_Task requirements_: Report each line of the data that has "format" somewhere in it.

Entries taken from a collection
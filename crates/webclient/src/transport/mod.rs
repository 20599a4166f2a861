//! Plain or TLS wrapped byte stream to a [`ConnectionTarget`].

mod tls;

use std::{
    io::{self, Read, Write},
    net::{TcpStream, ToSocketAddrs},
    sync::Arc,
    time::Duration,
};

use rustls::{ClientConfig, ClientConnection, StreamOwned};
pub use tls::default_client_config;

use crate::{
    error::{Error, Result},
    url::{ConnectionTarget, Scheme},
};

/// An open, connected stream. Dropping it closes the socket.
pub enum Transport {
    Plain(TcpStream),
    Tls(Box<StreamOwned<ClientConnection, TcpStream>>),
}

impl Transport {
    /// One attempt, no retry. `timeout` also bounds every later read/write;
    /// `None` blocks for as long as the peer stalls.
    pub fn connect(
        target: &ConnectionTarget,
        tls_config: &Arc<ClientConfig>,
        timeout: Option<Duration>,
    ) -> Result<Self> {
        let authority = target.authority();
        let sock = open_tcp(target, timeout).map_err(|e| Error::connection(&authority, e))?;
        log::info!(
            "connected to {authority} ({})",
            sock.peer_addr()
                .map(|a| a.to_string())
                .unwrap_or_else(|_| "unknown peer".into())
        );

        match target.scheme {
            Scheme::Http => Ok(Transport::Plain(sock)),
            Scheme::Https => {
                let stream = tls::handshake(tls_config.clone(), &target.host, sock)
                    .map_err(|e| Error::connection(&authority, e))?;
                Ok(Transport::Tls(Box::new(stream)))
            }
        }
    }
}

fn open_tcp(target: &ConnectionTarget, timeout: Option<Duration>) -> io::Result<TcpStream> {
    let host = target.host.as_str();
    let sock = match timeout {
        None => TcpStream::connect((host, target.port))?,
        Some(timeout) => {
            let mut last_err = None;
            let mut connected = None;
            for addr in (host, target.port).to_socket_addrs()? {
                match TcpStream::connect_timeout(&addr, timeout) {
                    Ok(sock) => {
                        connected = Some(sock);
                        break;
                    }
                    Err(e) => {
                        log::debug!("connect {addr} failed: {e}");
                        last_err = Some(e);
                    }
                }
            }
            match connected {
                Some(sock) => sock,
                None => {
                    return Err(last_err.unwrap_or_else(|| {
                        io::Error::new(io::ErrorKind::NotFound, "no address resolved")
                    }));
                }
            }
        }
    };
    sock.set_read_timeout(timeout)?;
    sock.set_write_timeout(timeout)?;
    Ok(sock)
}

impl Read for Transport {
    fn read(&mut self, buf: &mut [u8]) -> io::Result<usize> {
        match self {
            Transport::Plain(s) => s.read(buf),
            Transport::Tls(s) => match s.read(buf) {
                // peer dropped TCP without close_notify
                Err(e) if e.kind() == io::ErrorKind::UnexpectedEof => {
                    log::debug!("tls stream closed without close_notify");
                    Ok(0)
                }
                res => res,
            },
        }
    }
}

impl Write for Transport {
    fn write(&mut self, buf: &[u8]) -> io::Result<usize> {
        match self {
            Transport::Plain(s) => s.write(buf),
            Transport::Tls(s) => s.write(buf),
        }
    }

    fn flush(&mut self) -> io::Result<()> {
        match self {
            Transport::Plain(s) => s.flush(),
            Transport::Tls(s) => s.flush(),
        }
    }
}

impl Drop for Transport {
    fn drop(&mut self) {
        match self {
            Transport::Plain(_) => log::debug!("closing connection"),
            Transport::Tls(s) => {
                log::debug!("closing tls connection");
                s.conn.send_close_notify();
                while s.conn.wants_write() {
                    if s.conn.write_tls(&mut s.sock).is_err() {
                        break;
                    }
                }
            }
        }
    }
}

#[cfg(test)]
mod tests {
    use std::net::TcpListener;

    use super::*;

    fn target(url: &str) -> ConnectionTarget {
        ConnectionTarget::parse(url).unwrap()
    }

    #[test]
    fn test_connect_plain() {
        let listener = TcpListener::bind("127.0.0.1:0").unwrap();
        let port = listener.local_addr().unwrap().port();
        let config = default_client_config().unwrap();

        let transport = Transport::connect(
            &target(&format!("http://127.0.0.1:{port}/")),
            &config,
            Some(Duration::from_secs(5)),
        )
        .unwrap();
        assert!(matches!(transport, Transport::Plain(_)));
    }

    #[test]
    fn test_connect_refused() {
        let listener = TcpListener::bind("127.0.0.1:0").unwrap();
        let port = listener.local_addr().unwrap().port();
        drop(listener);
        let config = default_client_config().unwrap();

        let err = Transport::connect(&target(&format!("http://127.0.0.1:{port}/")), &config, None)
            .err()
            .unwrap();
        assert!(matches!(err, Error::Connection { .. }), "{err}");
    }

    #[test]
    fn test_tls_handshake_failure_is_connection_error() {
        // a plain TCP peer that answers the ClientHello with garbage
        let listener = TcpListener::bind("127.0.0.1:0").unwrap();
        let port = listener.local_addr().unwrap().port();
        let server = std::thread::spawn(move || {
            let (mut sock, _) = listener.accept().unwrap();
            let mut buf = [0_u8; 512];
            let _ = sock.read(&mut buf);
            let _ = sock.write_all(b"HTTP/1.1 400 Bad Request\r\n\r\n");
        });
        let config = default_client_config().unwrap();

        let err = Transport::connect(
            &target(&format!("https://127.0.0.1:{port}/")),
            &config,
            Some(Duration::from_secs(5)),
        )
        .err()
        .unwrap();
        assert!(matches!(err, Error::Connection { .. }), "{err}");
        server.join().unwrap();
    }
}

_Final answer_:
            &target(&format!("http://127.0.0.1:{port}/")),
        let err = Transport::connect(&target(&format!("http://127.0.0.1:{port}/")), &config, None)
            &target(&format!("https://127.0.0.1:{port}/")),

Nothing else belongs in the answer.